Horas antes da abertura da exposição dos artistas selecionados para a Bienal de Paris de 1969, militares chegaram ao Museu de Arte Moderna do Rio de Janeiro. Era uma sexta-feira, 30 de maio. Não demoraram para fechar a mostra que incluía obras de Antônio Manuel, Humberto Espíndola, Carlos Vergara e Evandro Teixeira.
O motivo: consideraram como “provocação” selecionar para Paris o flagrante registrado por Evandro Teixeira da queda de um motociclista da Força Aérea Brasileira. “O Departamento Cultural (do Ministério de Relações Exteriores) não tomou nenhuma outra providência no sentido de explicar como ficará a questão da representação brasileira na Bienal que será aberta, em setembro, com a participação de artistas do mundo inteiro”, registrou no dia seguinte o jornal Correio da Manhã. As obras deveriam ser enviadas para a França até 1º de julho, mas isso jamais aconteceu. Afinal, estava em vigor o AI-5, que acabou com os direitos individuais e oficializou a censura prévia.
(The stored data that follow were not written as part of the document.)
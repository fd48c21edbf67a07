//! Draining a device's queued events.

use std::collections::vec_deque::IntoIter;
use std::iter::FusedIterator;

use crate::DeviceEvent;

/// An opaque iterator over the events drained from a device.
///
/// The device's queue is emptied when the drain is created, so events that arrive while
/// iterating show up in the next call to [`Device::events`](crate::Device::events).
/// Implements [`Iterator`], [`DoubleEndedIterator`], [`ExactSizeIterator`], and
/// [`FusedIterator`].
///
/// # Examples
///
/// ```ignore
/// for event in device.events() {
///     match event {
///         DeviceEvent::PeerConnected { peer } => println!("linked to {peer}"),
///         _ => { /* handle other events */ }
///     }
/// }
/// ```
#[must_use = "iterators are lazy and do nothing unless consumed"]
pub struct EventDrain {
    inner: IntoIter<DeviceEvent>,
}

impl EventDrain {
    pub(crate) fn new(inner: IntoIter<DeviceEvent>) -> Self {
        Self { inner }
    }
}

impl Iterator for EventDrain {
    type Item = DeviceEvent;

    fn next(&mut self) -> Option<Self::Item> {
        self.inner.next()
    }

    fn size_hint(&self) -> (usize, Option<usize>) {
        self.inner.size_hint()
    }
}

impl DoubleEndedIterator for EventDrain {
    fn next_back(&mut self) -> Option<Self::Item> {
        self.inner.next_back()
    }
}

impl ExactSizeIterator for EventDrain {
    fn len(&self) -> usize {
        self.inner.len()
    }
}

impl FusedIterator for EventDrain {}

impl std::fmt::Debug for EventDrain {
    fn fmt(&self, f: &mut std::fmt::Formatter<'_>) -> std::fmt::Result {
        f.debug_struct("EventDrain")
            .field("remaining", &self.len())
            .finish()
    }
}

#[cfg(test)]
#[allow(
    clippy::panic,
    clippy::unwrap_used,
    clippy::expect_used,
    clippy::indexing_slicing
)]
mod tests {
    use super::*;
    use crate::DeviceId;
    use std::collections::VecDeque;

    fn drain_of(events: Vec<DeviceEvent>) -> EventDrain {
        EventDrain::new(VecDeque::from(events).into_iter())
    }

    #[test]
    fn empty_drain_returns_none() {
        let mut drain = drain_of(Vec::new());
        assert_eq!(drain.len(), 0);
        assert!(drain.next().is_none());
    }

    #[test]
    fn drain_yields_in_order() {
        let drain = drain_of(vec![
            DeviceEvent::PoweredOn,
            DeviceEvent::PeerConnected {
                peer: DeviceId::from("device-2"),
            },
            DeviceEvent::PoweredOff,
        ]);
        assert_eq!(drain.len(), 3);
        let events: Vec<_> = drain.collect();
        assert_eq!(events[0], DeviceEvent::PoweredOn);
        assert_eq!(events[2], DeviceEvent::PoweredOff);
    }

    #[test]
    fn drain_from_back() {
        let mut drain = drain_of(vec![DeviceEvent::PoweredOn, DeviceEvent::PoweredOff]);
        assert_eq!(drain.next_back(), Some(DeviceEvent::PoweredOff));
        assert_eq!(drain.len(), 1);
    }

    #[test]
    fn drain_is_fused() {
        let mut drain = drain_of(vec![DeviceEvent::PoweredOn]);
        assert!(drain.next().is_some());
        assert!(drain.next().is_none());
        assert!(drain.next().is_none());
    }

    #[test]
    fn debug_shows_remaining() {
        let drain = drain_of(vec![DeviceEvent::PoweredOn]);
        assert_eq!(format!("{drain:?}"), "EventDrain { remaining: 1 }");
    }
}
impl Device {
    /// Creates a powered-off device with default settings.
    ///
    /// # Errors
    ///
    /// [`HandheldError::SurfaceUnavailable`](crate::HandheldError::SurfaceUnavailable) if
    /// `provider` yields no surface.
    pub fn new<P: SurfaceProvider>(
        id: impl Into<DeviceId>,
        provider: P,
        scheduler: &Scheduler,
    ) -> HandheldResult<Self> {
        DeviceBuilder::new(id).build(provider, scheduler)
    }

    /// Starts a [`DeviceBuilder`] for finer control over the configuration.
    pub fn builder(id: impl Into<DeviceId>) -> DeviceBuilder {
        DeviceBuilder::new(id)
    }

    pub(crate) fn from_parts(
        id: DeviceId,
        config: DeviceConfig,
        frame_color: Color,
        mut surface: Box<dyn RenderSurface>,
        scheduler: Scheduler,
    ) -> Self {
        surface.set_image_smoothing(false);
        let device = Self {
            shared: Arc::new(DeviceShared {
                id,
                config,
                frame_color,
                scheduler,
                surface: Mutex::new(surface),
                buttons: Mutex::new(ButtonStates::default()),
                powered: AtomicBool::new(false),
                power_session: AtomicU64::new(0),
                hook_thread: Mutex::new(None),
                tick_task: Mutex::new(None),
                cartridge: Mutex::new(None),
                game_info: Mutex::new(None),
                peers: Mutex::new(BTreeMap::new()),
                inbox: Mutex::new(Vec::new()),
                events: Mutex::new(VecDeque::new()),
            }),
        };
        device.clear_screen();
        debug!(device = %device.id(), frame_color = %frame_color, "Device created");
        device
    }

    /// The device's id.
    #[must_use]
    pub fn id(&self) -> &DeviceId {
        &self.shared.id
    }

    /// The configuration the device was built with.
    #[must_use]
    pub fn config(&self) -> &DeviceConfig {
        &self.shared.config
    }

    /// Ticks per second while on.
    #[must_use]
    pub fn frame_rate(&self) -> u32 {
        self.shared.config.frame_rate
    }

    /// Color of the device's shell.
    #[must_use]
    pub fn frame_color(&self) -> Color {
        self.shared.frame_color
    }

    // ---- power ----

    /// Returns `true` while the device is on.
    #[must_use]
    pub fn is_on(&self) -> bool {
        self.shared.powered.load(Ordering::Acquire)
    }

    /// The current power state.
    #[must_use]
    pub fn power_state(&self) -> PowerState {
        if self.is_on() {
            PowerState::On
        } else {
            PowerState::Off
        }
    }

    /// Powers the device on: initializes the loaded game and starts ticking it.
    ///
    /// Does nothing if the device is already on or has no game.
    pub fn turn_on(&self) {
        if !self.has_game() {
            debug!(device = %self.id(), "turn_on ignored: no game loaded");
            return;
        }
        if self
            .shared
            .powered
            .compare_exchange(false, true, Ordering::AcqRel, Ordering::Acquire)
            .is_err()
        {
            debug!(device = %self.id(), "turn_on ignored: already on");
            return;
        }

        let session = self.shared.power_session.fetch_add(1, Ordering::AcqRel) + 1;
        {
            let mut slot = self.shared.cartridge.lock();
            let Some(cartridge) = slot.as_mut() else {
                self.shared.powered.store(false, Ordering::Release);
                report_violation!(
                    ViolationSeverity::Error,
                    ViolationKind::InternalError,
                    "Device {} has game metadata but an empty game slot",
                    self.id()
                );
                return;
            };
            info!("Device {} powered on", self.id());
            self.push_event(DeviceEvent::PoweredOn);
            let mut guard = PowerOnGuard {
                device: self,
                armed: true,
            };
            {
                let _hook = HookScope::enter(&self.shared.hook_thread);
                cartridge.init(self);
            }
            guard.armed = false;
        }

        let weak = Arc::downgrade(&self.shared);
        let task = self.shared.scheduler.schedule_periodic(
            format!("tick:{}", self.id()),
            self.shared.config.frame_period(),
            move || {
                if let Some(shared) = weak.upgrade() {
                    Device { shared }.tick(session);
                }
            },
        );

        let mut slot = self.shared.tick_task.lock();
        // on_init may already have switched the device off again
        if self.is_on() {
            *slot = Some(task);
        }
    }

    /// Powers the device off: stops ticking and blanks the screen.
    ///
    /// Does nothing if the device is already off. Safe to call from a game hook.
    ///
    /// When called from outside this device's hooks, a step already running on another
    /// thread is allowed to finish before this returns; no step starts afterwards.
    pub fn turn_off(&self) {
        if self
            .shared
            .powered
            .compare_exchange(true, false, Ordering::AcqRel, Ordering::Acquire)
            .is_err()
        {
            debug!(device = %self.id(), "turn_off ignored: already off");
            return;
        }
        let task = self.shared.tick_task.lock().take();
        if let Some(task) = task {
            task.cancel();
        }
        if !self.in_own_hook() {
            // waits out a step in flight on the driver thread
            drop(self.shared.cartridge.lock());
        }
        self.clear_screen();
        info!("Device {} powered off", self.id());
        self.push_event(DeviceEvent::PoweredOff);
    }

    fn tick(&self, session: u64) {
        let mut slot = self.shared.cartridge.lock();
        // checked under the slot lock so turn_off and load_game cannot slip in between
        if !self.is_on() || self.shared.power_session.load(Ordering::Acquire) != session {
            trace!(device = %self.id(), session, "stale tick skipped");
            return;
        }
        let Some(cartridge) = slot.as_mut() else {
            return;
        };
        trace!(device = %self.id(), "tick");
        let _hook = HookScope::enter(&self.shared.hook_thread);
        cartridge.step(self);
    }

    fn in_own_hook(&self) -> bool {
        *self.shared.hook_thread.lock() == Some(thread::current().id())
    }

    // ---- game ----

    /// Inserts `game`, replacing and dropping any previous one, and clears the screen.
    ///
    /// A powered-on device is switched off and on again, so the new game is initialized
    /// and ticked by a fresh task.
    pub fn load_game<G: Game + 'static>(&self, game: G) {
        let cartridge = Cartridge::new(game);
        let metadata = cartridge.metadata().clone();

        let was_on = self.is_on();
        if was_on {
            self.turn_off();
        }

        let previous = self.shared.cartridge.lock().replace(cartridge);
        drop(previous);
        *self.shared.game_info.lock() = Some(metadata.clone());
        self.clear_screen();

        info!("Game \"{}\" loaded on device {}", metadata.title(), self.id());
        self.push_event(DeviceEvent::GameLoaded {
            game_id: metadata.id().clone(),
        });

        if was_on {
            self.turn_on();
        }
    }

    /// Returns `true` if a game is loaded.
    #[must_use]
    pub fn has_game(&self) -> bool {
        self.shared.game_info.lock().is_some()
    }

    /// Metadata of the loaded game. Safe to call from a game hook.
    #[must_use]
    pub fn game_metadata(&self) -> Option<GameMetadata> {
        self.shared.game_info.lock().clone()
    }

    // ---- buttons ----

    /// Records that `button` is pressed or released.
    pub fn set_button_state(&self, button: Button, pressed: bool) {
        self.shared.buttons.lock().set(button, pressed);
        trace!(device = %self.id(), %button, pressed, "button");
    }

    /// Snapshot of all eight buttons.
    #[must_use]
    pub fn button_states(&self) -> ButtonStates {
        *self.shared.buttons.lock()
    }

    /// Whether `button` is currently pressed.
    #[must_use]
    pub fn is_pressed(&self, button: Button) -> bool {
        self.shared.buttons.lock().get(button)
    }

    // ---- screen ----

    /// Runs `f` with exclusive access to the device's surface.
    ///
    /// Do not call [`Device::clear_screen`] or another `with_surface` on the same
    /// device from inside `f`.
    pub fn with_surface<R>(&self, f: impl FnOnce(&mut dyn RenderSurface) -> R) -> R {
        let mut surface = self.shared.surface.lock();
        f(surface.as_mut())
    }

    /// Fills the whole screen with the configured screen color.
    pub fn clear_screen(&self) {
        let color = self.shared.config.screen_color;
        self.with_surface(|surface| {
            let bounds = surface.bounds();
            surface.fill_rect(bounds, color);
        });
    }

    // ---- peers ----

    /// Connects this device and `peer` in both directions. Idempotent.
    ///
    /// A device cannot be connected to itself, or to another device with the same id;
    /// such requests are ignored and reported as a topology warning.
    pub fn connect_to(&self, peer: &Device) {
        adjacency::link(self, peer);
    }

    /// Removes the connection between this device and `peer` in both directions.
    /// Does nothing if they are not connected.
    pub fn disconnect_from(&self, peer: &Device) {
        adjacency::unlink(self, peer);
    }

    /// Whether this device is connected to `peer`.
    #[must_use]
    pub fn is_connected_to(&self, peer: &Device) -> bool {
        self.shared
            .peers
            .lock()
            .get(peer.id())
            .is_some_and(|entry| adjacency::points_to(entry, peer))
    }

    /// Handles of all connected peers, ordered by id.
    #[must_use]
    pub fn peers(&self) -> Vec<Device> {
        let peers = self.shared.peers.lock();
        peers
            .values()
            .filter_map(Weak::upgrade)
            .map(|shared| Device { shared })
            .collect()
    }

    /// Ids of all connected peers, ascending.
    #[must_use]
    pub fn peer_ids(&self) -> Vec<DeviceId> {
        self.shared.peers.lock().keys().cloned().collect()
    }

    /// Number of connected peers.
    #[must_use]
    pub fn peer_count(&self) -> usize {
        self.shared.peers.lock().len()
    }

    // ---- messages ----

    /// Sends `data` to `to`, which is a peer id or [`Recipient::All`].
    ///
    /// The message is appended to this device's own log first, then delivered to every
    /// connected peer it is addressed to before this returns. A target that is not a
    /// connected peer receives nothing. Returns the message that was sent.
    pub fn send_network_message(
        &self,
        to: impl Into<Recipient>,
        data: serde_json::Value,
    ) -> NetworkMessage {
        let message = NetworkMessage::new(self.id().clone(), to, data);
        self.shared.inbox.lock().push(message.clone());

        let targets: SmallVec<[Device; 4]> = {
            let peers = self.shared.peers.lock();
            peers
                .iter()
                .filter(|(id, _)| message.to().matches(id))
                .filter_map(|(_, entry)| entry.upgrade())
                .map(|shared| Device { shared })
                .collect()
        };

        if targets.is_empty() && !message.to().is_broadcast() {
            debug!(
                device = %self.id(),
                target = %message.to(),
                "No connected peer matches the message target"
            );
        }
        for peer in &targets {
            peer.receive_network_message(message.clone());
        }
        debug!(
            device = %self.id(),
            target = %message.to(),
            delivered = targets.len(),
            "Message sent"
        );
        message
    }

    /// Appends `message` to this device's log.
    pub fn receive_network_message(&self, message: NetworkMessage) {
        let from = message.from().clone();
        self.shared.inbox.lock().push(message);
        if from != *self.id() {
            self.push_event(DeviceEvent::MessageReceived { from });
        }
    }

    /// The message log in arrival order. With `clear`, the returned messages are
    /// removed from the log in the same step.
    #[must_use]
    pub fn network_messages(&self, clear: bool) -> Vec<NetworkMessage> {
        let mut inbox = self.shared.inbox.lock();
        if clear {
            std::mem::take(&mut *inbox)
        } else {
            inbox.clone()
        }
    }

    // ---- events ----

    /// Drains the queued [`DeviceEvent`]s, oldest first.
    pub fn events(&self) -> EventDrain {
        let queue = std::mem::take(&mut *self.shared.events.lock());
        EventDrain::new(queue.into_iter())
    }

    pub(crate) fn push_event(&self, event: DeviceEvent) {
        let mut events = self.shared.events.lock();
        while events.len() >= self.shared.config.event_queue_size {
            events.pop_front();
        }
        events.push_back(event);
    }
}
Aconteceu há 50 anos, a censura e o cerco à liberdade de expressão se estabeleceram por décadas, mas os artistas selecionados não se deixaram destruir pela mão pesada do regime. Naquele ano, no entanto, o Brasil participou da Bienal de Paris de 1969 com apenas com duas maquetes (dos arquitetos Abrão Assad, Roberto Gandolfi, Jaime Lerner, Luiz Forte Netto e José Sanchotene) e três composições musicais (de Almeida Prado,
Cardoso Lidembergue e Marlos Nobre).
Por outro lado, a X Bienal de São Paulo, também de 1969, aconteceu com convidados de última hora. Artistas de diferentes países assinaram o manifesto Non à La Biennale, que circulara na Europa e nos Estados Unidos, e desistiram de exibir suas obras no Brasil. Entre eles estava Pierre Restany, que organizaria uma sala especial sobre Arte e Tecnologia, junto com Pol Bury. Espaços vazios nos salões refletiram o impacto do movimento na mostra que acabou conhecida como a Bienal do Boicote. Tristes tempos. Ainda mais tristes no momento em que o fantasma da censura volta a pairar sobre o país.